I don't thing men and women really are different in getting attached with sex. I've not seen it among my friends/relationships/associates, but your point with time investment has validity if you think spending time with someone is lost time, or a wasted resource, if it doesn't turn out to be a LTR or whatever you're ideally seeking. Sure, that makes sense, if that is your viewpoint. However, it really doesn't go along with the idea that the relationship will fizzle or bomb out if you move to fast. Actually the opposite, it means if you slow down it is more likely to fizzle quickly. It's actually a counterpoint.


Quote:
Originally Posted by weezerfan84 View Post
My idea of sex was why I thought it fizzled. You craved new and exciting sex. Not just continuous sex with the same person. I was unfamiliar with your prior monogamous relationships, so I was taking your situation at face value.

Dating is just a crap shoot at times. Everyone who enters a race wants to cross the finish line, but there's going to be some people who wreck or have engine malfunctions. Everyone wants to cross the checkered flag, but sadly a percentage of people don't.

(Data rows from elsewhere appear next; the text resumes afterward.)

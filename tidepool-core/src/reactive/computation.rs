//! Computation Implementation
//!
//! A Computation is a tracked execution unit. It runs its body immediately
//! on creation and again whenever a signal it read during its previous run
//! changes.
//!
//! # How Computations Work
//!
//! 1. The body runs under a tracking context that records every signal read
//!    synchronously during the run.
//!
//! 2. The recorded set replaces the previous dependency set wholesale, so a
//!    branch not taken on the last run is not a dependency.
//!
//! 3. Before a re-run, everything the previous run created is torn down:
//!    child computations are disposed and cleanup callbacks run.
//!
//! 4. Writes made by the body are committed after it returns. A body that
//!    fails, or that reads a signal it writes, commits nothing.
//!
//! # Pure and Effectful Bodies
//!
//! The engine does not distinguish a body that feeds a derived signal from
//! one that performs an external side effect; only what the body does with
//! its result differs.

use std::sync::atomic::{AtomicUsize, Ordering};
use std::sync::Arc;

use super::runtime::Runtime;
use super::scope::Scope;
use crate::error::{ReactiveError, Result};
use crate::graph::{DirtyState, NodeId};

/// Lifecycle state of a computation.
#[derive(Debug, Clone, Copy, PartialEq, Eq)]
pub enum ComputationState {
    /// Up-to-date with its dependencies.
    Active,
    /// Downstream of a change, pending confirmation.
    MaybeDirty,
    /// Scheduled to re-run.
    Dirty,
    /// Torn down; will never run again.
    Disposed,
}

impl From<DirtyState> for ComputationState {
    fn from(state: DirtyState) -> Self {
        match state {
            DirtyState::Clean => Self::Active,
            DirtyState::MaybeDirty => Self::MaybeDirty,
            DirtyState::Dirty => Self::Dirty,
        }
    }
}

/// Handle to a computation registered with a runtime.
///
/// Dropping the handle does not dispose the computation; its owner does.
///
/// # Example
///
/// ```rust
/// use std::sync::{Arc, Mutex};
/// use tidepool_core::reactive::Runtime;
///
/// let runtime = Runtime::new();
/// let scope = runtime.scope();
/// let count = scope.signal(1).unwrap();
/// let log = Arc::new(Mutex::new(Vec::new()));
///
/// let (c, l) = (count.clone(), log.clone());
/// scope
///     .computation(move || {
///         l.lock().unwrap().push(c.get()?);
///         Ok(())
///     })
///     .unwrap();
///
/// count.set(2).unwrap();
/// assert_eq!(*log.lock().unwrap(), vec![1, 2]);
/// ```
#[derive(Clone)]
pub struct Computation {
    id: NodeId,
    runtime: Runtime,
    run_count: Arc<AtomicUsize>,
}

impl Computation {
    pub(crate) fn new_in<F>(scope: &Scope, body: F) -> Result<Self>
    where
        F: Fn() -> Result<()> + Send + Sync + 'static,
    {
        let run_count = Arc::new(AtomicUsize::new(0));
        let counter = Arc::clone(&run_count);
        let body = Arc::new(move || {
            counter.fetch_add(1, Ordering::SeqCst);
            body()
        });

        let runtime = scope.runtime().clone();
        let id = runtime.create_computation(scope.id(), body)?;
        Ok(Self {
            id,
            runtime,
            run_count,
        })
    }

    /// Get the computation's node ID.
    pub fn id(&self) -> NodeId {
        self.id
    }

    pub fn state(&self) -> ComputationState {
        self.runtime
            .graph()
            .computation(self.id)
            .map(|node| node.dirty_state().into())
            .unwrap_or(ComputationState::Disposed)
    }

    /// Number of times the body has started, including the creation run.
    pub fn run_count(&self) -> usize {
        self.run_count.load(Ordering::SeqCst)
    }

    /// Error produced by the most recent run, if it failed.
    pub fn last_error(&self) -> Option<ReactiveError> {
        self.runtime
            .graph()
            .computation(self.id)
            .and_then(|node| node.last_error().cloned())
    }

    /// Get the number of signals read during the last run.
    pub fn dependency_count(&self) -> usize {
        self.runtime
            .graph()
            .computation(self.id)
            .map(|node| node.dependencies().len())
            .unwrap_or(0)
    }

    pub fn is_disposed(&self) -> bool {
        self.state() == ComputationState::Disposed
    }

    /// Dispose the computation, its children and its cleanups.
    ///
    /// After disposal, the computation will not run again.
    pub fn dispose(&self) {
        self.runtime.dispose_owner(self.id);
    }
}

impl std::fmt::Debug for Computation {
    fn fmt(&self, f: &mut std::fmt::Formatter<'_>) -> std::fmt::Result {
        f.debug_struct("Computation")
            .field("id", &self.id)
            .field("state", &self.state())
            .field("run_count", &self.run_count())
            .field("dependency_count", &self.dependency_count())
            .finish()
    }
}

// ----------------------------------------------------------------------------
// Tests
// ----------------------------------------------------------------------------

Why do you have an emotional buffer if you've had two serious relationships prior? You seem comfortable with your life direction and your decision making, so try narrowing down why this feeling comes. I tended to have similar feelings at 2 months with all the women I dated that ended up turning serious. Mainly do as I was committing myself to one person and all the emotional ups and downs that this one person will bring. I can handle myself emotionally, but that second person can be unpredictable at times and you can't just run away from every situation. Some of my situations fizzled just because I was a bit cowardly.

Woah, who said I had an emotional buffer? I don't. I never said I did, I was referring to another person's answer to my question and it made sense. It was a good answer. Who said those LTRs were monogamous? They (mostly) weren't. The longer one doesn't believe in monogamy for her and she wouldn't restrict herself to one gender. The other was monogamous when we were in the same city and not so when we weren't. And I've had much more than 2 relationships, I mean, I'm not young Some monogamous LTRs, some non monogamous LTRs, and of course short term relationships of all types. That was just the recent two.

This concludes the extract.